For EV connectors, a range of techniques have been used to ensure automobile grade resilience at increasing light weights: introducing smaller wire cross sections within connectors, modified thermoplastic materials and new forms of tab contact have already been used to lower weight without compromising on robustness.
Making sure that components are making the most of the power available to them is a major concern for the future of EVs and hybrids. In particular, working to ensure that the charge connection is as efficient as possible will receive a lot of attention in the coming years. With current technology, EVs make use of about 80% of the electricity applied to them at the source (compared to around 50% for petrol engines). Work to close that gap will come about from ensuring the sealing performance and resilience of the charge connection over time, as well as the efficiency of the connections within the EV.
Electric connectors are capable of much more than allowing power to flow through the various systems of an EV. They can also enable data and radio signals to be transferred across various smaller-scale systems of closed loops comprised by any of the vehicle’s components. Tyre pressure could be altered according to sensors on the chassis, brakes and accelerators to ensure maximum efficiency.

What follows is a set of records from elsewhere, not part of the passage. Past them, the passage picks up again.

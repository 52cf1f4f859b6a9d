//! Append-only payment ledger entry.

use serde::{Deserialize, Serialize};

use crate::domain::foundation::{Timestamp, UserId};

/// Immutable audit record proving a payment signature was verified.
///
/// A record is written only AFTER signature verification succeeds, never
/// before, and is never updated or deleted afterwards.
#[derive(Debug, Clone, PartialEq, Eq, Serialize, Deserialize)]
pub struct PaymentRecord {
    /// Gateway payment identifier.
    pub payment_id: String,

    /// The verified signature as supplied by the caller.
    pub signature: String,

    /// Gateway subscription identifier the payment belongs to.
    pub subscription_id: String,

    /// User who owns the subscription.
    pub owner_user_id: UserId,

    /// When the record was written.
    pub created_at: Timestamp,
}

impl PaymentRecord {
    /// Creates a ledger entry for a verified payment.
    pub fn verified(
        payment_id: impl Into<String>,
        signature: impl Into<String>,
        subscription_id: impl Into<String>,
        owner_user_id: UserId,
    ) -> Self {
        Self {
            payment_id: payment_id.into(),
            signature: signature.into(),
            subscription_id: subscription_id.into(),
            owner_user_id,
            created_at: Timestamp::now(),
        }
    }
}

#[cfg(test)]
mod tests {
    use super::*;

    #[test]
    fn verified_captures_all_fields() {
        let record = PaymentRecord::verified(
            "pay_1",
            "deadbeef",
            "sub_1",
            UserId::new("user-1").unwrap(),
        );

        assert_eq!(record.payment_id, "pay_1");
        assert_eq!(record.signature, "deadbeef");
        assert_eq!(record.subscription_id, "sub_1");
        assert_eq!(record.owner_user_id.as_str(), "user-1");
    }
}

In a fully electric vehicle incorporating sensors into these loops could produce further automation. For example, GPS sensors and accelerators could communicate with each other to prepare for blockages in traffic, or chassis sensors identify rain and trigger the vehicle’s windscreen wipers. Incorporating connected sensors within existing specialist EV connectors could accelerate the movement towards the internet of vehicles for enhanced traffic and fleet management.
This has potential applications even outside EVs: an electric network of sensors across a truck could guide engine operation by measuring pressure, level, temperature, urea quality, and humidity to minimise emissions and ensure maximum efficiency.
Automotive industry commentators are captivated by the thought that one day, we’ll get into a vehicle without a steering wheel, and perhaps tell a voice-activated driver where we want to go. While this sort of technology is in its infancy, there are innovative solutions that allow us to alleviate some of the bugbears of everyday driving.
Intelligent connectors are already allowing for mass data transfer (gigabits of data) throughout vehicular systems, delivering valuable insights to fleet managers, drivers, nearby vehicles, insurers and even city planners. Data helps make vehicles safer, greener and more connected.
Even before fully autonomous driving (level four or level five), connectors can ensure an image-feed from a camera on the rear of a vehicle is displayed on a monitor by the driver, with useful information from other sensors around the vehicle (such as distance and acceleration) readily displayed. Having the right connectors in place is the key to ensuring such new technologies can be relied upon.
The sheer range of EV connectors available today welcome all sorts of potential applications, allowing for optimised performance, deeper insight into a vehicle’s operation, and new ways for a vehicle’s components to interact with each other. EV connectors establish networks that allow your vehicles to start embracing the efficiency of electricity.